If you're researching a civil case
Start with OPR Court Records for state and federal docket lookups, or OPR Federal Courts for the federal subset specifically. For MDL queries, JPML's pending-MDL reports show consolidation status (JPML). For securities class actions, the Stanford Securities Class Action Clearinghouse + Cornerstone analyses are the standard set (Stanford / Cornerstone). For federal rules in force, the Supreme Court's amendments-order PDF is the authoritative text (Supreme Court — FRCP order).
If you're a tenant screened by a CRA
The FCRA framework still controls. After CFPB's May 9, 2025 rescission of 67 interpretive guidance documents, several consumer-protection layers were removed; NCLC's running tally tracks what survives (NCLC). The proposed Regulation V data-broker rule is in the Federal Register (Federal Register — Reg V).
Pending
What's pending in 2026
Minnesota Supreme Court — Sela Investments. Argued; decision pending. The ruling will set the constitutional floor for automatic-eviction-expungement laws nationally (Minnesota Courts).
Pennsylvania HB 1095. Senate consideration after House passage; second-chamber action expected during the 2026 legislative session (Housing Alliance PA).

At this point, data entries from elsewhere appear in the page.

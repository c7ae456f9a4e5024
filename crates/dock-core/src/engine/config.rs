use crate::core::scoring::ScoringParams;
use serde::{Deserialize, Serialize};
use std::fmt;
use std::str::FromStr;
use thiserror::Error;

pub const DEFAULT_SAMPLES: usize = 6000;
pub const DEFAULT_MAX_TRANS: f64 = 12.0;
pub const DEFAULT_CONTACT_CUT: f64 = 4.8;
pub const DEFAULT_CLASH_FACTOR: f64 = 0.85;
pub const DEFAULT_W_CONTACT: f64 = 1.0;
pub const DEFAULT_W_CLASH: f64 = 6.0;
pub const DEFAULT_SOFT: f64 = 0.5;
pub const DEFAULT_TOP_N: usize = 8;
pub const DEFAULT_SEED: u32 = 42;
pub const DEFAULT_DUP_ANGLE: f64 = 12.0;
pub const DEFAULT_DUP_TRANS: f64 = 2.0;

/// The diversity filter sees this many candidates per requested pose.
pub const CANDIDATE_POOL_FACTOR: usize = 3;

#[derive(Debug, Error, PartialEq, Clone)]
pub enum ConfigError {
    #[error("Invalid value for parameter '{name}': {value} ({reason})")]
    InvalidParameter {
        name: &'static str,
        value: f64,
        reason: &'static str,
    },
    #[error("Unknown atom mode '{0}'. Expected HEAVY, BACKBONE or ALPHA_CARBON.")]
    UnknownAtomMode(String),
}

/// The atom subset of each structure that takes part in scoring.
#[derive(Debug, Clone, Copy, PartialEq, Eq, Hash, Default, Serialize, Deserialize)]
pub enum AtomMode {
    /// Every atom whose element is not hydrogen.
    #[default]
    #[serde(rename = "HEAVY")]
    Heavy,
    /// Backbone atoms N, CA, C and O.
    #[serde(rename = "BACKBONE", alias = "BB")]
    Backbone,
    /// Alpha carbons only.
    #[serde(rename = "ALPHA_CARBON", alias = "CA")]
    AlphaCarbon,
}

impl fmt::Display for AtomMode {
    fn fmt(&self, f: &mut fmt::Formatter<'_>) -> fmt::Result {
        let s = match self {
            AtomMode::Heavy => "HEAVY",
            AtomMode::Backbone => "BACKBONE",
            AtomMode::AlphaCarbon => "ALPHA_CARBON",
        };
        f.write_str(s)
    }
}

impl FromStr for AtomMode {
    type Err = ConfigError;

    /// Parses an atom mode name, case-insensitively, accepting the short forms
    /// `BB` and `CA` as well as hyphenated spellings.
    fn from_str(s: &str) -> Result<Self, Self::Err> {
        match s.trim().to_ascii_uppercase().replace('-', "_").as_str() {
            "HEAVY" => Ok(AtomMode::Heavy),
            "BACKBONE" | "BB" => Ok(AtomMode::Backbone),
            "ALPHA_CARBON" | "CA" => Ok(AtomMode::AlphaCarbon),
            _ => Err(ConfigError::UnknownAtomMode(s.to_string())),
        }
    }
}

/// Configuration bundle controlling sampling, scoring and pose selection.
///
/// Treated as a value object. Every field has a default, and deserialization
/// fills in defaults for omitted fields, so `{}` is a valid parameter set.
#[derive(Debug, Clone, PartialEq, Serialize, Deserialize)]
#[serde(default, rename_all = "camelCase")]
pub struct DockingParameters {
    /// Number of poses sampled.
    pub samples: usize,
    /// Half-width of the translation cube, in Angstroms.
    pub max_trans: f64,
    /// Pairs at or below this distance (and not clashing) count as contacts.
    pub contact_cut: f64,
    /// Multiplier on the summed van der Waals radii defining the clash cutoff.
    pub clash_factor: f64,
    pub w_contact: f64,
    pub w_clash: f64,
    /// Saturation constant of the soft clash penalty.
    pub soft: f64,
    /// Number of poses returned.
    pub top_n: usize,
    pub seed: u32,
    pub atom_mode: AtomMode,
    /// Diversity filter angular threshold, in degrees.
    pub dup_angle: f64,
    /// Diversity filter translational threshold, in Angstroms.
    pub dup_trans: f64,
}

impl Default for DockingParameters {
    fn default() -> Self {
        Self {
            samples: DEFAULT_SAMPLES,
            max_trans: DEFAULT_MAX_TRANS,
            contact_cut: DEFAULT_CONTACT_CUT,
            clash_factor: DEFAULT_CLASH_FACTOR,
            w_contact: DEFAULT_W_CONTACT,
            w_clash: DEFAULT_W_CLASH,
            soft: DEFAULT_SOFT,
            top_n: DEFAULT_TOP_N,
            seed: DEFAULT_SEED,
            atom_mode: AtomMode::default(),
            dup_angle: DEFAULT_DUP_ANGLE,
            dup_trans: DEFAULT_DUP_TRANS,
        }
    }
}

impl DockingParameters {
    pub fn builder() -> DockingParametersBuilder {
        DockingParametersBuilder::new()
    }

    pub fn scoring(&self) -> ScoringParams {
        ScoringParams {
            contact_cut: self.contact_cut,
            clash_factor: self.clash_factor,
            w_contact: self.w_contact,
            w_clash: self.w_clash,
            soft: self.soft,
        }
    }

    /// Size of the score-ranked head handed to the diversity filter.
    pub fn candidate_pool_size(&self) -> usize {
        self.top_n.saturating_mul(CANDIDATE_POOL_FACTOR)
    }
}

#[derive(Default)]
pub struct DockingParametersBuilder {
    samples: Option<usize>,
    max_trans: Option<f64>,
    contact_cut: Option<f64>,
    clash_factor: Option<f64>,
    w_contact: Option<f64>,
    w_clash: Option<f64>,
    soft: Option<f64>,
    top_n: Option<usize>,
    seed: Option<u32>,
    atom_mode: Option<AtomMode>,
    dup_angle: Option<f64>,
    dup_trans: Option<f64>,
}

impl DockingParametersBuilder {
    pub fn new() -> Self {
        Self::default()
    }

    pub fn samples(mut self, samples: usize) -> Self {
        self.samples = Some(samples);
        self
    }
    pub fn max_trans(mut self, max_trans: f64) -> Self {
        self.max_trans = Some(max_trans);
        self
    }
    pub fn contact_cut(mut self, cut: f64) -> Self {
        self.contact_cut = Some(cut);
        self
    }
    pub fn clash_factor(mut self, factor: f64) -> Self {
        self.clash_factor = Some(factor);
        self
    }
    pub fn w_contact(mut self, weight: f64) -> Self {
        self.w_contact = Some(weight);
        self
    }
    pub fn w_clash(mut self, weight: f64) -> Self {
        self.w_clash = Some(weight);
        self
    }
    pub fn soft(mut self, soft: f64) -> Self {
        self.soft = Some(soft);
        self
    }
    pub fn top_n(mut self, n: usize) -> Self {
        self.top_n = Some(n);
        self
    }
    pub fn seed(mut self, seed: u32) -> Self {
        self.seed = Some(seed);
        self
    }
    pub fn atom_mode(mut self, mode: AtomMode) -> Self {
        self.atom_mode = Some(mode);
        self
    }
    pub fn dup_angle(mut self, degrees: f64) -> Self {
        self.dup_angle = Some(degrees);
        self
    }
    pub fn dup_trans(mut self, distance: f64) -> Self {
        self.dup_trans = Some(distance);
        self
    }

    /// Fills unset fields with defaults and validates the floating-point parameters.
    pub fn build(self) -> Result<DockingParameters, ConfigError> {
        let defaults = DockingParameters::default();
        let params = DockingParameters {
            samples: self.samples.unwrap_or(defaults.samples),
            max_trans: self.max_trans.unwrap_or(defaults.max_trans),
            contact_cut: self.contact_cut.unwrap_or(defaults.contact_cut),
            clash_factor: self.clash_factor.unwrap_or(defaults.clash_factor),
            w_contact: self.w_contact.unwrap_or(defaults.w_contact),
            w_clash: self.w_clash.unwrap_or(defaults.w_clash),
            soft: self.soft.unwrap_or(defaults.soft),
            top_n: self.top_n.unwrap_or(defaults.top_n),
            seed: self.seed.unwrap_or(defaults.seed),
            atom_mode: self.atom_mode.unwrap_or(defaults.atom_mode),
            dup_angle: self.dup_angle.unwrap_or(defaults.dup_angle),
            dup_trans: self.dup_trans.unwrap_or(defaults.dup_trans),
        };
        validate(&params)?;
        Ok(params)
    }
}

fn check(
    name: &'static str,
    value: f64,
    ok: impl Fn(f64) -> bool,
    reason: &'static str,
) -> Result<(), ConfigError> {
    if value.is_finite() && ok(value) {
        Ok(())
    } else {
        Err(ConfigError::InvalidParameter {
            name,
            value,
            reason,
        })
    }
}

/// Rejects parameter sets the scoring function cannot evaluate meaningfully.
pub fn validate(params: &DockingParameters) -> Result<(), ConfigError> {
    let non_negative = |v: f64| v >= 0.0;
    check("max_trans", params.max_trans, non_negative, "must be >= 0")?;
    check("contact_cut", params.contact_cut, non_negative, "must be >= 0")?;
    check("clash_factor", params.clash_factor, |v| v > 0.0, "must be > 0")?;
    check("w_contact", params.w_contact, |_| true, "must be finite")?;
    check("w_clash", params.w_clash, non_negative, "must be >= 0")?;
    check("soft", params.soft, non_negative, "must be >= 0")?;
    check("dup_angle", params.dup_angle, non_negative, "must be >= 0")?;
    check("dup_trans", params.dup_trans, non_negative, "must be >= 0")?;
    Ok(())
}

South Carolina H 4270. Cleared first hurdle on October 14, 2025; final passage expected in the 2025–2026 session (SC Statehouse — H 4270).
RealPage / Greystar judgments. Federal Register publication started a comment period; final-judgment entry expected mid-2026 (Federal Register).
FCA Civil Rights Fraud Initiative. The IBM settlement was the first; CRS analysis previews additional cases in the pipeline (CRS — FCA enforcement DEI).
The structural shift across all these is the same: which civil records remain a permanent public liability, and which become time-limited? In 2026, that question is being re-answered, simultaneously, by a state legislature, a state appellate court, two federal-court settlement processes, and a brand-new application of the False Claims Act. The architecture of the civil record is being rewritten in real time.